* _INPUT FOR THIS TASK_:
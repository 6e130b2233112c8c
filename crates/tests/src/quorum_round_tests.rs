//! Full quorum passes through the JSON-RPC client against mock nodes.

use crate::mock_infrastructure::{
    create_node, create_orchestrator, node_urls, BlockResponseBuilder, RpcMockBuilder,
    DEAD_ENDPOINT,
};
use quorum_core::{
    consensus::{SlotChoice, SlotSource},
    report,
};

fn canonical_block(slot: u64) -> BlockResponseBuilder {
    BlockResponseBuilder::new(slot)
        .with_blockhash(format!("CANONICAL-{slot}"))
        .with_transaction(b"transfer-1", 5000)
        .with_transaction(b"transfer-2", 5000)
        .with_reward("Leader1111", 10_000)
}

#[tokio::test]
async fn test_majority_slot_and_agreeing_blocks() {
    let mut nodes = Vec::new();
    for _ in 0..4 {
        nodes.push(create_node(100, canonical_block(100)).await);
    }
    // lagging node still serves the block at 100
    let mut lagging = RpcMockBuilder::new().await;
    lagging.mock_get_slot(99).mock_get_block(100, &canonical_block(100).build());
    nodes.push(lagging);

    let run = create_orchestrator(&node_urls(&nodes), None).run().await;
    report::log_report(&run);

    assert_eq!(run.chosen, Some(SlotChoice { slot: 100, source: SlotSource::Quorum }));
    assert_eq!(
        report::format_class_table("slot", &run.slot_round.classes),
        "[{slot:100, N:4, T:5}, {slot:99, N:1, T:5}]"
    );

    let block_round = run.block_round.expect("block round runs");
    assert_eq!(block_round.variants(), 1);
    assert_eq!(block_round.classes[0].agreement_count, 5);
    assert!(block_round.failures.is_empty());
    assert_eq!(block_round.comparisons[0].mismatches(), 0);
}

#[tokio::test]
async fn test_override_slot_fetches_older_block() {
    let mut nodes = Vec::new();
    for _ in 0..3 {
        let mut node = RpcMockBuilder::new().await;
        node.mock_get_slot(100).mock_get_block(50, &canonical_block(50).build());
        nodes.push(node);
    }

    let run = create_orchestrator(&node_urls(&nodes), Some(50)).run().await;

    assert_eq!(run.chosen, Some(SlotChoice { slot: 50, source: SlotSource::Override }));
    let block_round = run.block_round.expect("override runs block round");
    assert_eq!(block_round.slot, 50);
    assert_eq!(block_round.winner().map(|c| c.key.as_str()), Some("CANONICAL-50"));
    assert!(nodes.iter().all(RpcMockBuilder::verify_all_called));
}

#[tokio::test]
async fn test_all_nodes_unreachable() {
    let addresses = vec![DEAD_ENDPOINT.to_string(); 3];

    let run = create_orchestrator(&addresses, None).run().await;
    report::log_report(&run);

    assert!(run.slot_round.classes.is_empty());
    assert_eq!(run.slot_round.failures.len(), 3);
    assert!(run.chosen.is_none());
    assert!(!run.reached_block_round());
}

#[tokio::test]
async fn test_failing_nodes_count_toward_total() {
    let healthy_a = create_node(700, canonical_block(700)).await;
    let healthy_b = create_node(700, canonical_block(700)).await;
    let mut broken = RpcMockBuilder::new().await;
    broken.mock_server_error();

    let addresses =
        vec![healthy_a.url(), broken.url(), DEAD_ENDPOINT.to_string(), healthy_b.url()];
    let run = create_orchestrator(&addresses, None).run().await;

    assert_eq!(run.slot_round.attempted, 4);
    assert_eq!(run.slot_round.failures.len(), 2);
    let winner = run.slot_round.winner().unwrap();
    assert_eq!((winner.key, winner.agreement_count, winner.total_queried), (700, 2, 4));

    let block_round = run.block_round.unwrap();
    assert_eq!(block_round.failures.len(), 2);
    assert_eq!(block_round.classes[0].agreement_count, 2);
    assert_eq!(block_round.classes[0].total_queried, 4);
}

#[tokio::test]
async fn test_forked_block_is_a_separate_variant() {
    let canonical_a = create_node(200, canonical_block(200)).await;
    let canonical_b = create_node(200, canonical_block(200)).await;
    let fork = create_node(
        200,
        BlockResponseBuilder::new(200).with_blockhash("FORK-200").with_transaction(b"other", 5000),
    )
    .await;

    let nodes = [canonical_a, fork, canonical_b];
    let addresses = node_urls(&nodes);
    let run = create_orchestrator(&addresses, None).run().await;
    let block_round = run.block_round.unwrap();

    assert_eq!(block_round.variants(), 2);
    assert_eq!(
        report::format_class_table("hash", &block_round.classes),
        "[{hash:CANONICAL-200, N:2, T:3}, {hash:FORK-200, N:1, T:3}]"
    );
    assert_eq!(block_round.comparisons.len(), 2);
    assert!(block_round.comparisons.iter().all(|c| c.mismatches() == 0));
}

#[tokio::test]
async fn test_same_hash_divergent_content_is_flagged() {
    let honest = create_node(300, canonical_block(300)).await;
    let tampered = create_node(
        300,
        BlockResponseBuilder::new(300)
            .with_blockhash("CANONICAL-300")
            .with_transaction(b"transfer-1", 5000)
            .with_transaction(b"transfer-X", 5000)
            .with_reward("Leader1111", 10_000),
    )
    .await;
    let wrong_encoding = create_node(
        300,
        BlockResponseBuilder::new(300)
            .with_blockhash("CANONICAL-300")
            .with_raw_transaction("{\"signatures\":[]}", "json")
            .with_raw_transaction("{\"signatures\":[]}", "json")
            .with_reward("Leader1111", 10_000),
    )
    .await;

    let nodes = [honest, tampered, wrong_encoding];
    let addresses = node_urls(&nodes);
    let run = create_orchestrator(&addresses, None).run().await;
    report::log_report(&run);
    let block_round = run.block_round.unwrap();

    assert_eq!(block_round.variants(), 1);
    let comparison = &block_round.comparisons[0];
    assert_eq!(comparison.reference.as_str(), addresses[0]);
    let verdicts: Vec<_> = comparison.verdicts.iter().map(|v| v.matches_reference).collect();
    assert_eq!(verdicts, vec![true, false, false]);
    assert_eq!(comparison.mismatches(), 2);
}

#[tokio::test]
async fn test_skipped_slot_reported_as_failures() {
    let mut nodes = Vec::new();
    for _ in 0..2 {
        let mut node = RpcMockBuilder::new().await;
        node.mock_get_slot(400).mock_rpc_error("getBlock", -32007, "Slot 400 was skipped");
        nodes.push(node);
    }

    let run = create_orchestrator(&node_urls(&nodes), None).run().await;
    let block_round = run.block_round.unwrap();

    assert!(block_round.classes.is_empty());
    assert_eq!(block_round.failures.len(), 2);
    assert!(block_round.failures.iter().all(|f| f.error.kind() == "rpc_error"));
}

#[tokio::test]
async fn test_report_json_output() {
    let node = create_node(10, canonical_block(10)).await;

    let run = create_orchestrator(&[node.url()], None).run().await;
    let json = serde_json::to_value(&run).unwrap();

    assert_eq!(json["chosen"]["source"], "quorum");
    assert_eq!(json["slot_round"]["classes"][0]["key"], 10);
    assert_eq!(json["slot_round"]["classes"][0]["endpoints"][0], node.url());
    assert_eq!(json["block_round"]["classes"][0]["representative"]["blockhash"], "CANONICAL-10");
}
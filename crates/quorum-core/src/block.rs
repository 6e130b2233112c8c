//! Block records as returned by a node's `getBlock` call.
//!
//! Field names follow the node's camelCase JSON so that records deserialize
//! straight from the RPC result. Transactions are requested with `base64`
//! encoding; the decoded bytes are the serialized wire payload compared by the
//! content comparator.

use base64::Engine;
use serde::{Deserialize, Serialize};
use thiserror::Error;

/// Failure to obtain the serialized payload of a transaction.
#[derive(Error, Debug, Clone, PartialEq, Eq)]
pub enum SerializationError {
    #[error("unsupported transaction encoding: {0}")]
    UnsupportedEncoding(String),

    #[error("malformed {encoding} payload: {reason}")]
    Malformed { encoding: String, reason: String },
}

/// A block at one slot, as reported by one endpoint.
#[derive(Debug, Clone, PartialEq, Serialize, Deserialize)]
#[serde(rename_all = "camelCase")]
pub struct BlockRecord {
    pub blockhash: String,
    #[serde(default)]
    pub block_time: Option<i64>,
    #[serde(default)]
    pub block_height: Option<u64>,
    pub previous_blockhash: String,
    pub parent_slot: u64,
    #[serde(default)]
    pub transactions: Vec<BlockTransaction>,
    #[serde(default)]
    pub rewards: Vec<Reward>,
}

/// A transaction inside a block: status metadata plus the encoded payload.
#[derive(Debug, Clone, PartialEq, Serialize, Deserialize)]
pub struct BlockTransaction {
    #[serde(default)]
    pub meta: Option<TransactionMeta>,
    pub transaction: EncodedTransaction,
}

/// Encoded transaction payload, `[data, encoding]` on the wire.
#[derive(Debug, Clone, PartialEq, Eq, Serialize, Deserialize)]
pub struct EncodedTransaction(pub String, pub String);

impl EncodedTransaction {
    /// Builds a base64-encoded payload from raw bytes.
    #[must_use]
    pub fn from_bytes(bytes: &[u8]) -> Self {
        Self(base64::engine::general_purpose::STANDARD.encode(bytes), "base64".to_string())
    }

    /// The encoding the node used for this payload.
    #[must_use]
    pub fn encoding(&self) -> &str {
        &self.1
    }

    /// Decodes the payload into its serialized wire bytes.
    ///
    /// # Errors
    ///
    /// Returns [`SerializationError`] when the encoding is not `base64` or the
    /// data does not decode.
    pub fn serialize(&self) -> Result<Vec<u8>, SerializationError> {
        match self.encoding() {
            "base64" => base64::engine::general_purpose::STANDARD.decode(&self.0).map_err(|e| {
                SerializationError::Malformed {
                    encoding: "base64".to_string(),
                    reason: e.to_string(),
                }
            }),
            other => Err(SerializationError::UnsupportedEncoding(other.to_string())),
        }
    }
}

/// Transaction status metadata.
///
/// The commonly inspected fields are typed; everything else the node sends
/// (inner instructions, token balances, loaded addresses, ...) is kept in
/// `other` so that structural equality covers the whole object.
#[derive(Debug, Clone, PartialEq, Serialize, Deserialize)]
#[serde(rename_all = "camelCase")]
pub struct TransactionMeta {
    #[serde(default)]
    pub err: Option<serde_json::Value>,
    pub fee: u64,
    #[serde(default)]
    pub pre_balances: Vec<u64>,
    #[serde(default)]
    pub post_balances: Vec<u64>,
    #[serde(default)]
    pub log_messages: Option<Vec<String>>,
    #[serde(default)]
    pub compute_units_consumed: Option<u64>,
    #[serde(flatten)]
    pub other: serde_json::Map<String, serde_json::Value>,
}

/// A reward entry credited in a block.
#[derive(Debug, Clone, PartialEq, Eq, Serialize, Deserialize)]
#[serde(rename_all = "camelCase")]
pub struct Reward {
    pub pubkey: String,
    pub lamports: i64,
    pub post_balance: u64,
    #[serde(default)]
    pub reward_type: Option<String>,
    #[serde(default)]
    pub commission: Option<u8>,
}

* _TASK DIRECTIONS_:
Only lines with the word "expect" are wanted, so copy each one from the records.

* _WRITTEN RESPONSE_:
    let block_round = run.block_round.expect("block round runs");
    let block_round = run.block_round.expect("override runs block round");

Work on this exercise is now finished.